The response must contain every line from the records below that has "Debug".
##########
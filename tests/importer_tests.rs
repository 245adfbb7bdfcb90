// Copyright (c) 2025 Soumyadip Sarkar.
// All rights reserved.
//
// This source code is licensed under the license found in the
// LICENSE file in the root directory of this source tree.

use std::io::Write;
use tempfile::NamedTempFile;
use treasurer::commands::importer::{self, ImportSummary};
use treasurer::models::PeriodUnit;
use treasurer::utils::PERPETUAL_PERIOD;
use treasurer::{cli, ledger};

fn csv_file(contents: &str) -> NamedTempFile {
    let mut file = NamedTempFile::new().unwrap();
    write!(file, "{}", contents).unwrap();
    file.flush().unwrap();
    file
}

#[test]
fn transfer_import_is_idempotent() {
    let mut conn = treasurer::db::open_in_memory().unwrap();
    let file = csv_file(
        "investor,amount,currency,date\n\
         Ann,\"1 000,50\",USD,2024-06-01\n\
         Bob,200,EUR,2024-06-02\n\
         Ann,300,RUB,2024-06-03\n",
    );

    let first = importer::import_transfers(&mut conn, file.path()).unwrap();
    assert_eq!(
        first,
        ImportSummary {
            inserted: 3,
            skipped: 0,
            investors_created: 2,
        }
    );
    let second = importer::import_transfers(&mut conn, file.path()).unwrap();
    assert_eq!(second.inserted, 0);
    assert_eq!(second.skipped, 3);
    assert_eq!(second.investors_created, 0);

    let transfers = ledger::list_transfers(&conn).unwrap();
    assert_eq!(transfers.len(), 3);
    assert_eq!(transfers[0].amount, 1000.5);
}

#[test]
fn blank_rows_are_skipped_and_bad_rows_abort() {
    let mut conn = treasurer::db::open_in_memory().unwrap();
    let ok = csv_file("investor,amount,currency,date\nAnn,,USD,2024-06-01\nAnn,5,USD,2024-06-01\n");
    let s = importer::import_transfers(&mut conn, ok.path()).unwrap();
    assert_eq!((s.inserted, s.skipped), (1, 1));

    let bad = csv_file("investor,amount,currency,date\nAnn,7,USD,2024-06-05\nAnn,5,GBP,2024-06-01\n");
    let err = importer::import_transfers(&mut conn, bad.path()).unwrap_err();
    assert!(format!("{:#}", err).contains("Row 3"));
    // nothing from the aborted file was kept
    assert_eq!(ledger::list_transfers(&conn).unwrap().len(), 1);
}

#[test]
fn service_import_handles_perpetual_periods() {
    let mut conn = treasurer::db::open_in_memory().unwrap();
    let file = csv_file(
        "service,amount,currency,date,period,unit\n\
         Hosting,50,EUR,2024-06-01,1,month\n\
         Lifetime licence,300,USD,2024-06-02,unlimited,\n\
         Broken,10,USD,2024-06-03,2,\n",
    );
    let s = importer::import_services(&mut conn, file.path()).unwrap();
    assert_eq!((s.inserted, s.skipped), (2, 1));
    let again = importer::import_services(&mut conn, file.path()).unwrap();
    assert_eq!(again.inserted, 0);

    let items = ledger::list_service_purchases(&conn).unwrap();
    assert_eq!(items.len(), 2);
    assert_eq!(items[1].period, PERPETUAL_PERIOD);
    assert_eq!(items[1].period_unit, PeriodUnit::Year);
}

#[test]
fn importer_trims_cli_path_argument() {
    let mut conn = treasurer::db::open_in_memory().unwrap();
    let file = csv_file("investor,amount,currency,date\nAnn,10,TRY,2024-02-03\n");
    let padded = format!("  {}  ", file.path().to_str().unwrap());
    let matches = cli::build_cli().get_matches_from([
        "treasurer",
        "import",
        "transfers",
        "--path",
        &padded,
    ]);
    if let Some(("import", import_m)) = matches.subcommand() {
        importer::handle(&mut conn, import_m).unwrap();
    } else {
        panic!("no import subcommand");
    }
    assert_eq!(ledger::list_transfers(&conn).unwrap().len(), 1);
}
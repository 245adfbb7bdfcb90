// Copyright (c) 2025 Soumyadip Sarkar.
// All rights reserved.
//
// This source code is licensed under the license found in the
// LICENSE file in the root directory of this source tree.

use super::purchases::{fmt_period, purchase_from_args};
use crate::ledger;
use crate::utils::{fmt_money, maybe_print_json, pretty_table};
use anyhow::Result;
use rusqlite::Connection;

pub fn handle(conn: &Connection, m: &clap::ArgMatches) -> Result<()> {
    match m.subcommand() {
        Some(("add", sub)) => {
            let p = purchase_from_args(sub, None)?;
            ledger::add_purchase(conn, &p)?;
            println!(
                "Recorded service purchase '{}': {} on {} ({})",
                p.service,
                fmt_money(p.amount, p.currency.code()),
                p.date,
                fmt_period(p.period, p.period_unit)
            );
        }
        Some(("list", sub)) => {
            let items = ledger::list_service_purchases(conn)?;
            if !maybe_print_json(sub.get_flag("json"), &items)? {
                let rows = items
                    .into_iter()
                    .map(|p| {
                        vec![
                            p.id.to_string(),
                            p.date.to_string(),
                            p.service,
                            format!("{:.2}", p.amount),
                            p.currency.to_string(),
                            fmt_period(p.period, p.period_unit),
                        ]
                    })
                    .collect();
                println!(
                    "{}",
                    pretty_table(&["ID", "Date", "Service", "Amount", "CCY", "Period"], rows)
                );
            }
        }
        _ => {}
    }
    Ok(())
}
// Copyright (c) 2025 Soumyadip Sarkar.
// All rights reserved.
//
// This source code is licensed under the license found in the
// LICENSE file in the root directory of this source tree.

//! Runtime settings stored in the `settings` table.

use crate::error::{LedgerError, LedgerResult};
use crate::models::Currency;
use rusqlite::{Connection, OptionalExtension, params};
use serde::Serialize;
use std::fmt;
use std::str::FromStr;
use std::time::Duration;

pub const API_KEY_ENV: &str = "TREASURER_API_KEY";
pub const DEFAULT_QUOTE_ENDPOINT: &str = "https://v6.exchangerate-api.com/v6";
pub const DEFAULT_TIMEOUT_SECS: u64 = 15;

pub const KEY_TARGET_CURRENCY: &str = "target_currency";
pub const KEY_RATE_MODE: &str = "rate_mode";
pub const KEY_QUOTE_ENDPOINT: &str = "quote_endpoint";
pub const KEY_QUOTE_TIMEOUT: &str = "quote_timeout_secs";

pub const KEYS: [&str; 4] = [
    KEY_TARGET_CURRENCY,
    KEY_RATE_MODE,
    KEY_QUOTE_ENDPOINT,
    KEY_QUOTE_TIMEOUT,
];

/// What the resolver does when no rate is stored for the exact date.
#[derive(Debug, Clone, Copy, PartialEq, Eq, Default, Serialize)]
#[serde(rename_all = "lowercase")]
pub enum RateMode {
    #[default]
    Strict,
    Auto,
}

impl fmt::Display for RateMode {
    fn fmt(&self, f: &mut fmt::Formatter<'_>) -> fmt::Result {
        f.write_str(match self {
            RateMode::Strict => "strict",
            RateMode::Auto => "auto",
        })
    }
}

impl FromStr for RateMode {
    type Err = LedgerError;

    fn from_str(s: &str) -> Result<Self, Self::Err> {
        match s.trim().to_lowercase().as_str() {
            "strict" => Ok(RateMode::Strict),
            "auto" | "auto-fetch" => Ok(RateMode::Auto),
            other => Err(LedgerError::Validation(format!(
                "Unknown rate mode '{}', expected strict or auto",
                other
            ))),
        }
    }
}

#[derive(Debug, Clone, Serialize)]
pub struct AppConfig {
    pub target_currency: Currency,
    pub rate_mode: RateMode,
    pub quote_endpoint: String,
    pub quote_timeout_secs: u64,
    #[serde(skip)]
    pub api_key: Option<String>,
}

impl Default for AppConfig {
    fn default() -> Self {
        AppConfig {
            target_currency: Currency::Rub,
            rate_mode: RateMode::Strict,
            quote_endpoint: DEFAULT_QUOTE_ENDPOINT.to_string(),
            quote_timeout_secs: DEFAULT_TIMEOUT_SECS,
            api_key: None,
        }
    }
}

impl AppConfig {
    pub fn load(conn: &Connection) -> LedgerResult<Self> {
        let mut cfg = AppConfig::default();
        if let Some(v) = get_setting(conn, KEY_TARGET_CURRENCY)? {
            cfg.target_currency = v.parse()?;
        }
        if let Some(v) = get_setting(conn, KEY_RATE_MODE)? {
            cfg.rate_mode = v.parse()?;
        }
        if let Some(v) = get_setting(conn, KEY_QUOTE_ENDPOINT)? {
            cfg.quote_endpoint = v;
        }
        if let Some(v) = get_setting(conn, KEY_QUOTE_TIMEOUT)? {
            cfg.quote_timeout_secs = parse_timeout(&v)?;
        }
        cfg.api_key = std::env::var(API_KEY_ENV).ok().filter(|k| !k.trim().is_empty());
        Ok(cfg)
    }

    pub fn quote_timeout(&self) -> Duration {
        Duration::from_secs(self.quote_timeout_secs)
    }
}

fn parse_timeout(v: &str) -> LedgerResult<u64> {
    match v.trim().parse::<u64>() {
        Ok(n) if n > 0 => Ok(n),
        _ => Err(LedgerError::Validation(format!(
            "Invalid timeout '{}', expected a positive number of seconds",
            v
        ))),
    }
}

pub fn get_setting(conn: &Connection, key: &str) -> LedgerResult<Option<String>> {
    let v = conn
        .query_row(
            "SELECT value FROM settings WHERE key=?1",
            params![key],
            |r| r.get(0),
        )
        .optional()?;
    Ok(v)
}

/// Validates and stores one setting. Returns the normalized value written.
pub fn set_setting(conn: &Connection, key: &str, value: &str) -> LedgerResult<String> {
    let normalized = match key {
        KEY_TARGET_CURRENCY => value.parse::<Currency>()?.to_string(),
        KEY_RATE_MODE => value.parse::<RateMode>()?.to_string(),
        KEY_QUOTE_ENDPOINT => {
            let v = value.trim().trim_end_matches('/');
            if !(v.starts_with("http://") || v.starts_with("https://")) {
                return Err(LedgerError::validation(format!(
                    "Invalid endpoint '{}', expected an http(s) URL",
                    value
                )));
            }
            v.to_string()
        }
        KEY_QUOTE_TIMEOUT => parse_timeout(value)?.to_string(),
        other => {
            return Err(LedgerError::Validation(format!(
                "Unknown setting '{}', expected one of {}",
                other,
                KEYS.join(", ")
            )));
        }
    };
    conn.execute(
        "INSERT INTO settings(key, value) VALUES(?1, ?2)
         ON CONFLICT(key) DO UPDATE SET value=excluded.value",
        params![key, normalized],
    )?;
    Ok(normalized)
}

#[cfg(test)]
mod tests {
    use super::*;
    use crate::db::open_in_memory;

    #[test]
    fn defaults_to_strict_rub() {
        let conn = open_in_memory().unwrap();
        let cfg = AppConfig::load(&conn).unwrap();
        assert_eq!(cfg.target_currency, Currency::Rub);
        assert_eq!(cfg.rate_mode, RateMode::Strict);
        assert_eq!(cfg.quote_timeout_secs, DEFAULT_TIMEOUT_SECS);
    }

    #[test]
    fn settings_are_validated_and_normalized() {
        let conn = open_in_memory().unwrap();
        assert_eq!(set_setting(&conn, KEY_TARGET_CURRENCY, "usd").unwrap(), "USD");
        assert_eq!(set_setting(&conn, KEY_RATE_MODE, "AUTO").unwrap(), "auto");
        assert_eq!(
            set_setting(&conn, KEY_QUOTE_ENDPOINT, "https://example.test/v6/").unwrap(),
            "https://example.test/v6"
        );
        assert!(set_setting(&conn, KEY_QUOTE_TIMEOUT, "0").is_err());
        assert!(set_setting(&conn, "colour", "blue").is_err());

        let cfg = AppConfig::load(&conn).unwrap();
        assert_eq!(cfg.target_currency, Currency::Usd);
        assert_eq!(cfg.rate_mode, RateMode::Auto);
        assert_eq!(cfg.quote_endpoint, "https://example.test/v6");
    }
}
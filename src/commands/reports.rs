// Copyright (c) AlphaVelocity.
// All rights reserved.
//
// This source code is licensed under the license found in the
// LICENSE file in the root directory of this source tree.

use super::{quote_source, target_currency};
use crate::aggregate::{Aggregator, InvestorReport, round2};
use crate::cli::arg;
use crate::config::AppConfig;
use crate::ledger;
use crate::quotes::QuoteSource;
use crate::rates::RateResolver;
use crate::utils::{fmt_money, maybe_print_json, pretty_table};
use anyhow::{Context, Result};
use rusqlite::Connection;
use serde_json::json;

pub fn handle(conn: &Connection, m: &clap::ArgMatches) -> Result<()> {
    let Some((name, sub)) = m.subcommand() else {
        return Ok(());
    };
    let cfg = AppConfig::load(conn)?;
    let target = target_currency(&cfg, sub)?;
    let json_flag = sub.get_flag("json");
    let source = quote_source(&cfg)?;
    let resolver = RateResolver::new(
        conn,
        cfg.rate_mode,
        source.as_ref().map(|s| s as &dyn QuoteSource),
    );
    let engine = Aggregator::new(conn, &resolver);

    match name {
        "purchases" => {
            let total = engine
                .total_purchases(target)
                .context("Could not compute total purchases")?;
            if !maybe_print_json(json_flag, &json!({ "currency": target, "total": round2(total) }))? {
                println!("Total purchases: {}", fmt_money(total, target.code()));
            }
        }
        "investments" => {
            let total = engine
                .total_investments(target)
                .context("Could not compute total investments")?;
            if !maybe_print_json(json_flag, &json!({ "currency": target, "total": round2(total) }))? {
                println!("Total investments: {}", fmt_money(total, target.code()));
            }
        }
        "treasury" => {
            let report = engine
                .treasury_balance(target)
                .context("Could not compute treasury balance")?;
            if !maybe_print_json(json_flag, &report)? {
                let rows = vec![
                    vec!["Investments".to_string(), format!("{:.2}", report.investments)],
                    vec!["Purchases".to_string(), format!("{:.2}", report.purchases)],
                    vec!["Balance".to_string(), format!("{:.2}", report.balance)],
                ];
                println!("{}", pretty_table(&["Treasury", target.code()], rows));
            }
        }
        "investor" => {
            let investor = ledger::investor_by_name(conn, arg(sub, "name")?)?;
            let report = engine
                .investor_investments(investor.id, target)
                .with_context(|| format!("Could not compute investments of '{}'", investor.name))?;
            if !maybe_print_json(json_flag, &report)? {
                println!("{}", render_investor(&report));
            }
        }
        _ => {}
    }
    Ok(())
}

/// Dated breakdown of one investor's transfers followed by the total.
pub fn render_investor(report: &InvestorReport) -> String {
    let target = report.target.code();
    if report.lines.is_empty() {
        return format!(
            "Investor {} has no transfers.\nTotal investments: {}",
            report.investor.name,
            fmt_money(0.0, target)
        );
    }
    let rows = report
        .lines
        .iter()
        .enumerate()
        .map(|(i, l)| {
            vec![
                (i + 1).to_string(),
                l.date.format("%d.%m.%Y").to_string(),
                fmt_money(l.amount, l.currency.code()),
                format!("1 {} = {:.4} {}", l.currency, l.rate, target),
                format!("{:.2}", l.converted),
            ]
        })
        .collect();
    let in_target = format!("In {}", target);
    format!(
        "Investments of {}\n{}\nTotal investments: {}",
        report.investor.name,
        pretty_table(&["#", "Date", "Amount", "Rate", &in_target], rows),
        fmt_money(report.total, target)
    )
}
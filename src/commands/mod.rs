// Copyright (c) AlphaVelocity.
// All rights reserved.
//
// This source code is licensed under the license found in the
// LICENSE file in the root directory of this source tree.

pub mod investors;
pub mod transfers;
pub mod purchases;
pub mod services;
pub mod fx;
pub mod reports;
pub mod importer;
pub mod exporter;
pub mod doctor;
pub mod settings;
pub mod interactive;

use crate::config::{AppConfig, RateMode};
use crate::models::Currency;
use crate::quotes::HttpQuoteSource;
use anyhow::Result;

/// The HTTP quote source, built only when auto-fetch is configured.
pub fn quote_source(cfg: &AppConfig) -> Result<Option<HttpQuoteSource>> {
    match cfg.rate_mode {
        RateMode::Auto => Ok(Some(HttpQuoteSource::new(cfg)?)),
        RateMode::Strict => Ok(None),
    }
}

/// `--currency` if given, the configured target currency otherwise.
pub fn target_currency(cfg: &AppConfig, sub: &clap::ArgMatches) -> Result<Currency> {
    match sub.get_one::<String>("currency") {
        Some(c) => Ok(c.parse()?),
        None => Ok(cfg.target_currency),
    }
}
##########
Solved problem –
#[derive(Debug, Clone, Copy, PartialEq, Eq, Default, Serialize)]
#[derive(Debug, Clone, Serialize)]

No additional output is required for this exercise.